Notice is given that the Annual General Meeting of Shareholders will be held at 10.00 am (WST) on 18 November 2011 at the Celtic Club, 48 Ord Street, West Perth, Western Australia 6005.

The Explanatory Statement to this Notice of Meeting provides additional information on matters to be considered at the Annual General Meeting. The Explanatory Statement and the Proxy Form are part of this Notice of Meeting.

The directors have determined pursuant to Regulations 7.11.37 and 7.11.38 of the Corporations Regulations 2001 (Cth) that the persons eligible to vote at the Annual General Meeting are those who are registered Shareholders of the Company at 4.00pm (WST) on 16 November 2011.

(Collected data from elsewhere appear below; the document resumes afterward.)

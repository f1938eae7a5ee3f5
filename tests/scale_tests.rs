use classic_algos::prelude::*;
use classic_algos::sorting::{heap_sort, is_sorted};
use rand::Rng;
use std::time::Instant;

#[test]
fn test_radix_sort_1m() {
    let count = 1_000_000;
    println!("Generating {count} random elements...");

    let mut rng = rand::rng();
    let mut input: Vec<Vec<u8>> = Vec::with_capacity(count);
    for _ in 0..count {
        let len = rng.random_range(4..16);
        let mut row = vec![0u8; len];
        rng.fill(&mut row[..]);
        input.push(row);
    }

    println!("Sorting {count} elements...");
    let start = Instant::now();
    let indices = sorted_indices(&input);
    println!("Sorted 1M elements in {:?}", start.elapsed());

    assert_eq!(indices.len(), count);
    for i in 0..count - 1 {
        let a = &input[indices[i]];
        let b = &input[indices[i + 1]];
        assert!(a <= b, "Sort failed at index {i}");
    }
}

#[test]
fn test_comparison_sorts_1m() {
    let mut rng = rand::rng();
    let input: Vec<i64> = (0..1_000_000).map(|_| rng.random()).collect();

    let sorts: [(&str, fn(&mut [i64])); 3] = [
        ("merge", merge_sort),
        ("quick", quick_sort),
        ("heap", heap_sort),
    ];
    for (name, sort) in sorts {
        let mut data = input.clone();
        let start = Instant::now();
        sort(&mut data);
        println!("{name} sort of 1M integers took {:?}", start.elapsed());
        assert!(is_sorted(&data), "{name} sort failed");
    }
}

#[test]
fn test_quick_sort_adversarial_inputs() {
    // Sorted, reversed and constant inputs must not degrade into deep recursion.
    let ascending: Vec<u32> = (0..200_000).collect();
    let cases = [
        ascending.clone(),
        ascending.iter().rev().copied().collect(),
        vec![7; 200_000],
        (0..200_000).map(|i| i % 3).collect(),
    ];
    for mut data in cases {
        quick_sort(&mut data);
        assert!(is_sorted(&data));
    }
}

Terms and abbreviations used in this Notice of Meeting and Explanatory Statement are defined in the Glossary.

AGENDA

1. ANNUAL REPORT

To receive and consider the financial report of the Company together with the reports of the directors and the auditor for the financial year ended 30 June 2011.

2. RESOLUTION 1 – ADOPTION OF THE REMUNERATION REPORT

To consider and, if thought fit, to pass the following resolution as an ordinary resolution :

“That, for the purposes of section 250R(2) of the Corporations Act and for all other purposes, the remuneration report for the financial year ended 30 June 2011 be adopted”.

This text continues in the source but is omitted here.